Here are some observations that you could include to be able to stop more early in your backtracking.

First of all remember that for n steps the total sum in all areas can be computed with the formula n(n+1)/2. This number has to be divisible evenly into the groups i.e. it has to be divisible by 17 which is the amount of groups.

Furthermore if we look at the 12 we can conclude that the 11 and 13 must have been in the same area so we get a lower bound on the number for each area as 2+5+8+11+12+13=51.

And lastly we have groups of size two so the largest two step numbers must make up the total sum for one group.

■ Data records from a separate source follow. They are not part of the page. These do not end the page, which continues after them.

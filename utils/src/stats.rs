//! Named statistics counters.
//!
//! Benign no-ops in the election core (stale votes, full limiters, cache
//! evictions) are only ever visible through these counters.

use std::collections::BTreeMap;
use std::sync::atomic::{AtomicU64, Ordering};
use std::sync::{Arc, RwLock};

use crate::sync::RwLockExt;

/// A thread-safe collection of monotonically increasing counters.
///
/// Counters are created on first use. Names are conventionally
/// `"<component>.<detail>"`, e.g. `"vote_cache.evicted"`.
#[derive(Default)]
pub struct StatsCounter {
    counters: RwLock<BTreeMap<&'static str, Arc<AtomicU64>>>,
}

impl StatsCounter {
    pub fn new() -> Self {
        Self::default()
    }

    pub fn increment(&self, name: &'static str) {
        self.add(name, 1);
    }

    pub fn add(&self, name: &'static str, value: u64) {
        self.counter(name).fetch_add(value, Ordering::Relaxed);
    }

    pub fn get(&self, name: &str) -> u64 {
        self.counters
            .read_locked()
            .get(name)
            .map(|c| c.load(Ordering::Relaxed))
            .unwrap_or(0)
    }

    /// All counters, sorted by name.
    pub fn snapshot(&self) -> Vec<(&'static str, u64)> {
        self.counters
            .read_locked()
            .iter()
            .map(|(&k, v)| (k, v.load(Ordering::Relaxed)))
            .collect()
    }

    fn counter(&self, name: &'static str) -> Arc<AtomicU64> {
        if let Some(counter) = self.counters.read_locked().get(name) {
            return Arc::clone(counter);
        }
        Arc::clone(self.counters.write_locked().entry(name).or_default())
    }
}

#[cfg(test)]
mod tests {
    use super::*;

    #[test]
    fn unknown_counter_reads_zero() {
        let stats = StatsCounter::new();
        assert_eq!(stats.get("election.confirmed"), 0);
    }

    #[test]
    fn increment_and_add() {
        let stats = StatsCounter::new();
        stats.increment("vote.replay");
        stats.add("vote.replay", 4);
        assert_eq!(stats.get("vote.replay"), 5);
    }

    #[test]
    fn snapshot_is_sorted() {
        let stats = StatsCounter::new();
        stats.increment("b");
        stats.increment("a");
        let names: Vec<_> = stats.snapshot().into_iter().map(|(k, _)| k).collect();
        assert_eq!(names, vec!["a", "b"]);
    }

    #[test]
    fn concurrent_increments() {
        let stats = Arc::new(StatsCounter::new());
        let handles: Vec<_> = (0..4)
            .map(|_| {
                let stats = Arc::clone(&stats);
                std::thread::spawn(move || {
                    for _ in 0..1000 {
                        stats.increment("hits");
                    }
                })
            })
            .collect();
        for h in handles {
            h.join().unwrap();
        }
        assert_eq!(stats.get("hits"), 4000);
    }
}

Using those conditions we can calculate the remaining possible amount of steps with

# the total sum is divisible by 17: 
# n*(n+1)/2 % 17 == 0 

# the sum for each group is at least the predictable sum for
# the biggest given group 2+5+8+11+12+13=51: 
# n*(n+1)/(2*17) >= 51

# since there are groups of two elements the sum of the biggest 
# two numbers must be as least as big as the sum for each group
# n+n-1 >= n*(n+1)/(2*17)
[n for n in range(101) if n*(n+1)/2 % 17 == 0 and n*(n+1)/(2*17) >= 51 and n+n-1 >= n*(n+1)/(2*17)]

giving us [50,51]. So the knight must have taken either 50 or 51 steps and the sum for each area must be either 75 or 78.